The road from genes to behavior travels through the brain. In his research on killers, Adrian Raine of the University of Southern California classifies them as either reactive, those who murder in response to an insult or slight (real or imagined), or proactive, who kill to achieve a thought-out goal such as robbery. Proactive killers show brain-activity patterns no different from that of normal, nonviolent volunteers, Raine reported in 1998. But the brains of reactive killers have clearly reduced activity in the prefrontal cortex, the site of such "executive" functions as judgment, planning, abstract reasoning, inhibiting inappropriate or impulsive behavior and self-monitoring. "This is the part of the brain that says, 'Let's stop and think about this again'," says Raine. "It has a calming effect on the emotional regions of the brain that give rise to pent-up anger and rage." Low prefrontal activity "also means that empathy will be off," says neuropsychiatrist Daniel Amen, who heads a chain of four psychiatric clinics and who found this pattern in the brain of Kip Kinkel, who killed his parents and then shot two dozen fellow students in Springfield, Ore., in 1998 when he was 15. "How do you kill 32 people and have any kind of empathy?" he asks. "That's highly associated with decreased activity in the prefrontal cortex."

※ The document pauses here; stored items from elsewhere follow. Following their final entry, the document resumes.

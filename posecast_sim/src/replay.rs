//! JSON-lines pose logs.
//!
//! One [`Pose`] per line. Blank lines and lines starting with `#` are
//! skipped, so logs can carry a header comment.

use std::collections::VecDeque;
use std::fs::File;
use std::io::{BufRead, BufReader, BufWriter, Write};
use std::path::Path;

use posecast_core::{Pose, PoseSource};
use tracing::debug;

use crate::error::SimError;

/// A [`PoseSource`] that plays back a recorded log, one sample per call.
#[derive(Debug, Clone, Default)]
pub struct ReplaySource {
    poses: VecDeque<Pose>,
}

impl ReplaySource {
    pub fn new(poses: impl IntoIterator<Item = Pose>) -> Self {
        Self {
            poses: poses.into_iter().collect(),
        }
    }

    /// Parses a whole log up front; the first malformed line aborts.
    pub fn from_reader<R: BufRead>(reader: R) -> Result<Self, SimError> {
        let mut poses = VecDeque::new();
        for (index, line) in reader.lines().enumerate() {
            let line = line?;
            let trimmed = line.trim();
            if trimmed.is_empty() || trimmed.starts_with('#') {
                continue;
            }
            let pose = serde_json::from_str(trimmed).map_err(|source| SimError::Parse {
                line: index + 1,
                source,
            })?;
            poses.push_back(pose);
        }
        debug!("loaded {} poses", poses.len());
        Ok(Self { poses })
    }

    pub fn open(path: impl AsRef<Path>) -> Result<Self, SimError> {
        let path = path.as_ref();
        let file = File::open(path).map_err(|source| SimError::Open {
            path: path.to_path_buf(),
            source,
        })?;
        Self::from_reader(BufReader::new(file))
    }

    /// Samples not yet played back.
    pub fn remaining(&self) -> usize {
        self.poses.len()
    }
}

impl PoseSource for ReplaySource {
    fn try_get_pose(&mut self) -> Option<Pose> {
        self.poses.pop_front()
    }
}

/// Writes `poses` as a JSON-lines log.
pub fn write_pose_log<'a, W: Write>(
    writer: W,
    poses: impl IntoIterator<Item = &'a Pose>,
) -> Result<usize, SimError> {
    let mut writer = BufWriter::new(writer);
    let mut count = 0;
    for pose in poses {
        serde_json::to_writer(&mut writer, pose)?;
        writer.write_all(b"\n")?;
        count += 1;
    }
    writer.flush()?;
    Ok(count)
}

/// Creates (or truncates) `path` and writes `poses` into it.
pub fn record_pose_log<'a>(
    path: impl AsRef<Path>,
    poses: impl IntoIterator<Item = &'a Pose>,
) -> Result<usize, SimError> {
    let path = path.as_ref();
    let file = File::create(path).map_err(|source| SimError::Open {
        path: path.to_path_buf(),
        source,
    })?;
    write_pose_log(file, poses)
}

In the brains of reactive killers the eerie quiet in the prefrontal regions is paired with increased activity in the limbic regions, site of emotions. "That gives rise to aggression and less prefrontal control over that aggression," Raine says. "It's a sort of double hit that may make them more likely to act out aggressively." Also overactive is a region involved in shifting attention, called the cingulate gyrus. "You become obsessive," Amen says. "Someone with violent thoughts can't let them go. Stalking is one sign of that."

Since the early days of research on the brains of violent felons, however, neuroscience has undergone a paradigm shift. Researchers now know that life experiences and even introspection can alter patterns of brain activity. When people suffering from obsessive-compulsive disorder learn to think about their thoughts differently, for instance, they can quiet activity in the cingulate. That raises the possibility that killers' aberrant brain activity is itself the result of experiences they had or thoughts they thought, rather than something that was wired in at birth. Similarly, it used to be thought that testosterone drove aggression, and more testosterone drove more aggression. In fact, however, individual differences in testosterone levels (as long as they are within 20 percent to 200 percent of normal) do not cause differences in levels of aggression, nor do changes in a man's testosterone levels over time predict changes in aggression, Stanford University neuroscientist Robert Sapolsky noted in his book "The Trouble With Testosterone." Only levels at least four times the norm (as can occur with "roid rage") spell trouble. And just as experiences can alter brain circuitry, so behavior can alter biology: aggression can raise testosterone levels even more strongly than testosterone raises aggression.

"It would be so nice if there were a single gene or hormone or neurotransmitter or part of the brain that was it, the cause, the explanation" of violence, Sapolsky wrote. But "our behavioral biology is usually meaningless outside the context of the social factors and environment in which it occurs." Which means that the search for the root causes of violence must move up one level, to psychology—the interaction of biology and the life one leads.

Forensic psychologists have tried to create a profile of a "typical" mass murderer, with some success. More than 90 percent of killers, and even more mass murderers, are male. (Though that may change, just as there are now female suicide bombers in the Mideast.) Mass killers are usually 25 to 35, though school shooters are younger. Few have a serious criminal record. Some kill for revenge, others for fame. Some give off obvious warning signs like Cho's violence-filled writings, others strike unexpectedly. Some kill people they know, others target anyone handy. Rather than being smooth, manipulative psychopaths, says Louis Schlesinger, professor of forensic psychology at the John Jay College of Criminal Justice in New York, mass killers tend to be aggrieved, hurt, clinically depressed, socially isolated and, above all, paranoid.